After developing the film 2 with water, boric acid is dispensed onto the panel including the resist layer 5, producing very straight edges on the PVA and thus eventually to the carbon stripes (see FIG. 1D). Then, they are dried. This process will be hereinafter simply referred to as a hardening-process. In the hardening-process, a hardening agent used thereon may be generally a boric acid aqueous solution, or other aqueous solutions such as an aqueous tannic acid solution.
Then, as shown in FIG. 1E, a carbon slurry 6 is coated on the whole face of the inner surface including the resist layers 5R, 5G and 5B, and then dried. At the next step, water 7 is sprayed to uniformly wet the carbon-coated surface as shown in FIG. 1F. This wetting-process is carried out in order to provide a buffer against the extremely strong oxidant which, upon application, soaks through the carbon layer and dissolves the underlying PVA by breaking up the polymerized chains, thus also removing any carbon overlying it.
Then, the resist layer 5 is swollen and the developing-treatment is performed by means of, for example, water-spray, to remove the resist layer 5 and the carbon-coated layer formed on the resist layer 5, thus carbon-stripes or black matrixes 8 of predetermined pattern are formed on the inner surface of the cathode ray tube panel 1 as shown in FIG. 1G.
Thereafter, a phosphor slurry of, for example, green color is coated thereon and dried. Then, the coated green phosphor slurry is exposed by means of the aperture grill 3 (see FIG. 1B) and developed so as to form a green phosphor stripe 9G on the inner surface of the cathode ray tube panel 1 at its predetermined portion where the black matrix 8 is not formed. In a like manner, a blue phosphor stripe 9B and a red phosphor stripe 9R are formed on the inner surface of the cathode ray tube panel 1 at its predetermined portions, thus a color phosphor screen 10 of black matrix-type is formed as shown in FIG. 1H.

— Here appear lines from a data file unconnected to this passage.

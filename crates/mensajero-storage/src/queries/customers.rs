// SPDX-FileCopyrightText: 2026 Mensajero Contributors
// SPDX-License-Identifier: MIT OR Apache-2.0

//! Customer CRUD operations. Names compare case-insensitively through the
//! `name_key` column, which holds the Unicode-lowercased name.

use mensajero_core::MensajeroError;
use mensajero_core::types::{Customer, CustomerId};
use rusqlite::{OptionalExtension, params};

use crate::database::Database;

fn row_to_customer(row: &rusqlite::Row<'_>) -> rusqlite::Result<Customer> {
    Ok(Customer {
        id: CustomerId(row.get(0)?),
        name: row.get(1)?,
        created_at: row.get(2)?,
    })
}

/// Uniqueness and lookup key for a customer name.
pub fn name_key(name: &str) -> String {
    name.trim().to_lowercase()
}

/// Insert a customer. Returns `None` when the name exists in any casing.
pub async fn insert_customer(
    db: &Database,
    name: &str,
) -> Result<Option<Customer>, MensajeroError> {
    let name = name.to_string();
    let key = name_key(&name);
    db.connection()
        .call(move |conn| {
            let changed = conn.execute(
                "INSERT INTO customers (name, name_key) VALUES (?1, ?2)
                 ON CONFLICT(name_key) DO NOTHING",
                params![name, key],
            )?;
            if changed == 0 {
                return Ok(None);
            }
            let customer = conn.query_row(
                "SELECT id, name, created_at FROM customers WHERE id = ?1",
                params![conn.last_insert_rowid()],
                row_to_customer,
            )?;
            Ok(Some(customer))
        })
        .await
        .map_err(crate::database::map_tr_err)
}

/// All customers ordered by name.
pub async fn list_customers(db: &Database) -> Result<Vec<Customer>, MensajeroError> {
    db.connection()
        .call(|conn| {
            let mut stmt =
                conn.prepare("SELECT id, name, created_at FROM customers ORDER BY name")?;
            let customers = stmt
                .query_map([], row_to_customer)?
                .collect::<Result<Vec<_>, _>>()?;
            Ok(customers)
        })
        .await
        .map_err(crate::database::map_tr_err)
}

/// Look a customer up by name, ignoring case.
pub async fn get_customer_by_name(
    db: &Database,
    name: &str,
) -> Result<Option<Customer>, MensajeroError> {
    let key = name_key(name);
    db.connection()
        .call(move |conn| {
            let customer = conn
                .query_row(
                    "SELECT id, name, created_at FROM customers WHERE name_key = ?1",
                    params![key],
                    row_to_customer,
                )
                .optional()?;
            Ok(customer)
        })
        .await
        .map_err(crate::database::map_tr_err)
}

In the above-mentioned carbon coating process, though not shown in the figures, a carbon slurry from a carbon slurry tank is supplied through a supplying-system pipe to carbon-coating means, i.e., a nozzle. The carbon slurry is then ejected from the nozzle onto the inner surface of the cathode ray tube panel. After the carbon-coating film is uniformly coated on the inner surface of the cathode ray tube panel, the excess carbon slurry is collected back into the carbon slurry tank through a collection-system pipe.
Generally, when the carbon slurry used in this coating process is collected and continuously recycled, the viscosity of the carbon slurry increases. At a certain point in time, the carbon slurry becomes unsuitable for use in the coating process because the carbon-coated film does not dry well after application to the Panel 1 because of the increase in the viscosity of the carbon slurry. For example, if the viscosity of the carbon slurry is increased as high as four times its original viscosity, the thickness of the carbon-coated film is increased three times, making the carbon-coated film increasingly difficult to dry because it does not dry evenly and sufficiently. When the carbon-coated film that should be left in the afore-mentioned developing-process is too viscous, there is undesirable peeling. This phenomenon occurs especially on the peripheral portions of the panel.
In the existing process, in order to control the viscosity of the carbon slurry so that it always falls in a constant range, each time the carbon slurry is coated on a predetermined number of panels, the carbon slurry exhaust port of the carbon slurry tank is opened to dump some of the slurry to allow a predetermined liquid level to remain in the tank. Thereafter, fresh carbon slurry is added to the carbon slurry tank up to its predetermined liquid level. This purging technique increases the amount of carbon slurry consumed. The manufacturing cost of the black matrix of the color cathode ray tube is inevitably increased.